Ti-induced surface stabilization for enhanced capacity of aqueous-processed Ni-rich cathodes

Abstract

Aqueous processing offers an environmentally friendly alternative to conventional organic solvent-based methods for producing Ni-rich cathodes for lithium-ion batteries (LIBs). However, interaction with water can drive phase reconstruction at the cathode surface region, increasing activation polarization and charge transfer resistance, which can partially lower specific capacity. This study investigates the beneficial effect of Ti(IV) incorporation on single-crystalline Ni-rich LiNi_0.8Mn_0.1Co_0.1O₂ (SNMC) cathodes and demonstrates that the resulting Ti-rich, Ni-depleted surface layer enhances overall structural stability. Specifically, high-resolution scanning transmission electron microscopy images reveal that titanium suppresses undesirable rock-salt phase formation during aqueous processing, electrochemical impedance spectroscopy shows that Ti-incorporated SNMC cathodes exhibit lower charge transfer resistance compared to the conventional SNMC electrodes, and soft X-ray photoelectron spectroscopy exhibits a thinner cathode electrolyte interphase (CEI) layer with Ti incorporation.
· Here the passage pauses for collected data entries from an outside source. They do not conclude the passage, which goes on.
/*!
 * Descriptor types for the instruction set and the process-wide catalog that owns the
 * two opcode tables. The tables themselves live in `opcode_table`.
 */

use std::borrow::Cow;

use log::{debug, error};
use once_cell::sync::Lazy;
use strum_macros::{AsRefStr, Display, EnumIter};

use crate::cpu::opcode_table;
use crate::cpu::register::{Flag, Reg, WReg};
use crate::error::{Error, Result};

/// Opcode byte that escapes into the prefixed table.
pub const PREFIX_OPCODE: u8 = 0xcb;

/// Which opcode space a byte is looked up in.
#[derive(Debug, Clone, Copy, PartialEq, Eq, Display)]
pub enum Table {
    Primary,
    Prefixed,
}

impl Table {
    /// Bytes that precede the opcode for instructions of this table.
    pub fn prefix_bytes(self) -> u8 {
        match self {
            Table::Primary => 0,
            Table::Prefixed => 1,
        }
    }
}

/// The semantic family of an instruction. Every opcode of a family shares one handler.
#[derive(Debug, Clone, Copy, PartialEq, Eq, Hash, AsRefStr, Display, EnumIter)]
#[strum(serialize_all = "UPPERCASE")]
pub enum InstructionClass {
    /* Core operations */
    Adc,
    Add,
    And,
    Call,
    Ccf,
    Cp,
    Cpl,
    Daa,
    Dec,
    Di,
    Ei,
    Halt,
    Inc,
    Jp,
    Jr,
    Ld,
    Ldd,
    Ldh,
    Ldhl,
    Ldi,
    Nop,
    Or,
    Pop,
    Prefix,
    Push,
    Ret,
    Reti,
    Rst,
    Sbc,
    Scf,
    Stop,
    Sub,
    Xor,
    /* Prefixed operations, plus the accumulator-only rotates */
    Bit,
    Res,
    Rl,
    Rla,
    Rlc,
    Rlca,
    Rr,
    Rra,
    Rrc,
    Rrca,
    Set,
    Sla,
    Sra,
    Srl,
    Swap,
    /// Opcodes the chip does not implement.
    Invalid,
}

/// Branch condition tested against the flag register.
#[derive(Debug, Clone, Copy, PartialEq, Eq, Hash, Display, EnumIter)]
pub enum Condition {
    #[strum(serialize = "NZ")]
    NotZero,
    #[strum(serialize = "Z")]
    Zero,
    #[strum(serialize = "NC")]
    NotCarry,
    #[strum(serialize = "C")]
    Carry,
}

#[derive(Debug, Clone, Copy, PartialEq, Eq, Display)]
pub enum OperandType {
    None,
    Imm8,
    Imm16,
    Disp8,
    Reg8,
    Reg16,
    Bit,
    Vector,
    Condition,
}

/// The identity of an operand: which register, which bit, which vector, or which kind of
/// trailing immediate.
#[derive(Debug, Clone, Copy, PartialEq, Eq)]
pub enum Operand {
    None,
    Reg8(Reg),
    Reg16(WReg),
    Imm8,
    Imm16,
    Disp8,
    Bit(u8),
    Vector(u16),
    Condition(Condition),
}

impl Operand {
    pub const fn operand_type(&self) -> OperandType {
        match self {
            Operand::None => OperandType::None,
            Operand::Reg8(_) => OperandType::Reg8,
            Operand::Reg16(_) => OperandType::Reg16,
            Operand::Imm8 => OperandType::Imm8,
            Operand::Imm16 => OperandType::Imm16,
            Operand::Disp8 => OperandType::Disp8,
            Operand::Bit(_) => OperandType::Bit,
            Operand::Vector(_) => OperandType::Vector,
            Operand::Condition(_) => OperandType::Condition,
        }
    }

    /// Number of bytes following the opcode that encode this operand.
    pub const fn trailing_bytes(&self) -> u8 {
        match self {
            Operand::Imm8 | Operand::Disp8 => 1,
            Operand::Imm16 => 2,
            _ => 0,
        }
    }
}

/// How an operand is reached.
#[derive(Debug, Clone, Copy, PartialEq, Eq, Display)]
pub enum Access {
    /// The register or immediate value itself.
    Direct,
    /// A byte read from the address the operand names.
    MemRead8,
    /// A byte written (or read, modified and written back) at the address the operand names.
    MemWrite8,
    MemRead16,
    MemWrite16,
    /// The operand is the sub-opcode of a prefixed instruction.
    Prefix,
}

/// An operand slot of a descriptor: (type, identity, access modifier).
#[derive(Debug, Clone, Copy, PartialEq, Eq)]
pub struct OperandSpec {
    pub operand: Operand,
    pub access: Access,
}

impl OperandSpec {
    pub const fn new(operand: Operand, access: Access) -> Self {
        Self { operand, access }
    }

    pub const fn kind(&self) -> OperandType {
        self.operand.operand_type()
    }

    pub const fn is_memory(&self) -> bool {
        matches!(
            self.access,
            Access::MemRead8 | Access::MemWrite8 | Access::MemRead16 | Access::MemWrite16
        )
    }

    /// Whether the value this operand yields or accepts is 16 bits wide.
    pub const fn is_wide(&self) -> bool {
        match self.access {
            Access::MemRead16 | Access::MemWrite16 => true,
            Access::MemRead8 | Access::MemWrite8 | Access::Prefix => false,
            Access::Direct => matches!(self.operand, Operand::Reg16(_) | Operand::Imm16),
        }
    }

    pub const fn trailing_bytes(&self) -> u8 {
        self.operand.trailing_bytes()
    }
}

/// What an instruction does to one flag.
#[derive(Debug, Clone, Copy, PartialEq, Eq, Display)]
pub enum FlagModifier {
    Reset,
    Set,
    Computed,
    Unchanged,
}

impl FlagModifier {
    /// Reads one column of the usual `Z N H C` notation: `0`, `1`, `-` or the flag letter.
    const fn from_symbol(symbol: u8) -> Self {
        match symbol {
            b'0' => FlagModifier::Reset,
            b'1' => FlagModifier::Set,
            b'-' => FlagModifier::Unchanged,
            b'Z' | b'N' | b'H' | b'C' => FlagModifier::Computed,
            _ => panic!("flag notation symbols are 0, 1, - or Z/N/H/C"),
        }
    }
}

#[derive(Debug, Clone, Copy, PartialEq, Eq)]
pub struct FlagPolicy {
    pub zero: FlagModifier,
    pub subtract: FlagModifier,
    pub half_carry: FlagModifier,
    pub carry: FlagModifier,
}

impl FlagPolicy {
    /// Parses a four character `Z N H C` column string, e.g. `"Z0HC"` or `"----"`.
    pub const fn from_notation(notation: &str) -> Self {
        let symbols = notation.as_bytes();
        assert!(symbols.len() == 4, "flag notation has four columns");
        Self {
            zero: FlagModifier::from_symbol(symbols[0]),
            subtract: FlagModifier::from_symbol(symbols[1]),
            half_carry: FlagModifier::from_symbol(symbols[2]),
            carry: FlagModifier::from_symbol(symbols[3]),
        }
    }

    pub fn modifier(&self, flag: Flag) -> FlagModifier {
        match flag {
            Flag::Zero => self.zero,
            Flag::Subtract => self.subtract,
            Flag::HalfCarry => self.half_carry,
            Flag::Carry => self.carry,
        }
    }

    /// Bits of F this policy may write.
    pub const fn mask(&self) -> u8 {
        const fn touched(modifier: FlagModifier, bit: u8) -> u8 {
            match modifier {
                FlagModifier::Unchanged => 0,
                _ => 1 << bit,
            }
        }
        touched(self.zero, 7)
            | touched(self.subtract, 6)
            | touched(self.half_carry, 5)
            | touched(self.carry, 4)
    }
}

/// Whether a conditional control transfer took its branch.
#[derive(Debug, Default, Clone, Copy, PartialEq, Eq)]
pub enum BranchStatus {
    Branch,
    #[default]
    NoBranch,
}

/// Cycle counts in T-cycles.
#[derive(Debug, Clone, Copy, PartialEq, Eq)]
pub struct Timing {
    pub taken: u8,
    pub not_taken: u8,
}

impl Timing {
    pub const fn new(taken: u8, not_taken: u8) -> Self {
        Self { taken, not_taken }
    }

    pub fn select(&self, branch_status: BranchStatus) -> u8 {
        match branch_status {
            BranchStatus::Branch => self.taken,
            BranchStatus::NoBranch => self.not_taken,
        }
    }
}

#[derive(Debug, Clone, PartialEq, Eq)]
pub struct InstructionDescriptor {
    pub mnemonic: &'static str,
    pub assembly: Cow<'static, str>,
    pub opcode: u8,
    /// Encoded length in bytes, counting the prefix byte of prefixed instructions.
    pub byte_length: u8,
    pub timing: Timing,
    pub operand_a: OperandSpec,
    pub operand_b: OperandSpec,
    pub flags: FlagPolicy,
    pub flag_mask: u8,
    pub class: InstructionClass,
    pub is_prefix: bool,
}

impl InstructionDescriptor {
    #[allow(clippy::too_many_arguments)]
    pub const fn new(
        mnemonic: &'static str,
        assembly: Cow<'static, str>,
        opcode: u8,
        class: InstructionClass,
        operand_a: OperandSpec,
        operand_b: OperandSpec,
        byte_length: u8,
        timing: Timing,
        flags: FlagPolicy,
    ) -> Self {
        Self {
            mnemonic,
            assembly,
            opcode,
            byte_length,
            timing,
            operand_a,
            operand_b,
            flag_mask: flags.mask(),
            flags,
            is_prefix: matches!(class, InstructionClass::Prefix),
            class,
        }
    }

    pub fn operands(&self) -> [&OperandSpec; 2] {
        [&self.operand_a, &self.operand_b]
    }

    /// Length implied by the operand shape: prefix, opcode and trailing operand bytes.
    pub fn expected_length(&self, table: Table) -> u8 {
        table.prefix_bytes()
            + 1
            + self.operand_a.trailing_bytes()
            + self.operand_b.trailing_bytes()
    }

    pub fn is_conditional(&self) -> bool {
        matches!(self.operand_a.operand, Operand::Condition(_))
    }
}

pub struct Catalog {
    primary: &'static [InstructionDescriptor; 256],
    prefixed: [InstructionDescriptor; 256],
}

impl Catalog {
    pub fn build() -> Result<Self> {
        let catalog = Self {
            primary: &opcode_table::PRIMARY_TABLE,
            prefixed: opcode_table::build_prefixed_table(),
        };
        catalog.validate(Table::Primary)?;
        catalog.validate(Table::Prefixed)?;
        debug!("Instruction catalog built");
        Ok(catalog)
    }

    pub fn get(&self, table: Table, opcode: u8) -> &InstructionDescriptor {
        match table {
            Table::Primary => &self.primary[usize::from(opcode)],
            Table::Prefixed => &self.prefixed[usize::from(opcode)],
        }
    }

    fn validate(&self, table: Table) -> Result<()> {
        let descriptors = match table {
            Table::Primary => &self.primary[..],
            Table::Prefixed => &self.prefixed[..],
        };

        for (index, descriptor) in descriptors.iter().enumerate() {
            if usize::from(descriptor.opcode) != index {
                return Err(Error::catalog_defect(format!(
                    "{} table slot {:#04x} holds opcode {:#04x}",
                    table, index, descriptor.opcode
                )));
            }

            let expected_length = descriptor.expected_length(table);
            if descriptor.byte_length != expected_length {
                return Err(Error::catalog_defect(format!(
                    "{} opcode {:#04x} ({}) declares {} bytes but its operands need {}",
                    table, index, descriptor.assembly, descriptor.byte_length, expected_length
                )));
            }

            let should_be_prefix = table == Table::Primary && descriptor.opcode == PREFIX_OPCODE;
            if descriptor.is_prefix != should_be_prefix {
                return Err(Error::catalog_defect(format!(
                    "{} opcode {:#04x} has the wrong prefix marker",
                    table, index
                )));
            }

            let conditional = descriptor.timing.taken != descriptor.timing.not_taken;
            if conditional && !descriptor.is_conditional() {
                return Err(Error::catalog_defect(format!(
                    "{} opcode {:#04x} has split timing without a condition",
                    table, index
                )));
            }
        }

        Ok(())
    }
}

static CATALOG: Lazy<Catalog> = Lazy::new(|| match Catalog::build() {
    Ok(catalog) => catalog,
    Err(err) => {
        error!("{}", err);
        panic!("{}", err);
    }
});

/// Looks up the descriptor for `opcode`. Total over both tables.
pub fn lookup(table: Table, opcode: u8) -> &'static InstructionDescriptor {
    CATALOG.get(table, opcode)
}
Improved cycling capacity was evidenced down to the atomic scale by utilizing operando X-ray absorption spectroscopy measurements, revealing stronger changes in the formal valence of all transition metals (or higher redox activity/charge compensation) during battery cycling for Ti-incorporated SNMC electrodes compared to the conventional SNMC electrodes. These results highlight that controlled surface modification using titanium can effectively stabilize the surface structure and reduce charge transfer resistance, offering a viable strategy to improve the structural and electrochemical performance of aqueous-processed Ni-rich cathode materials.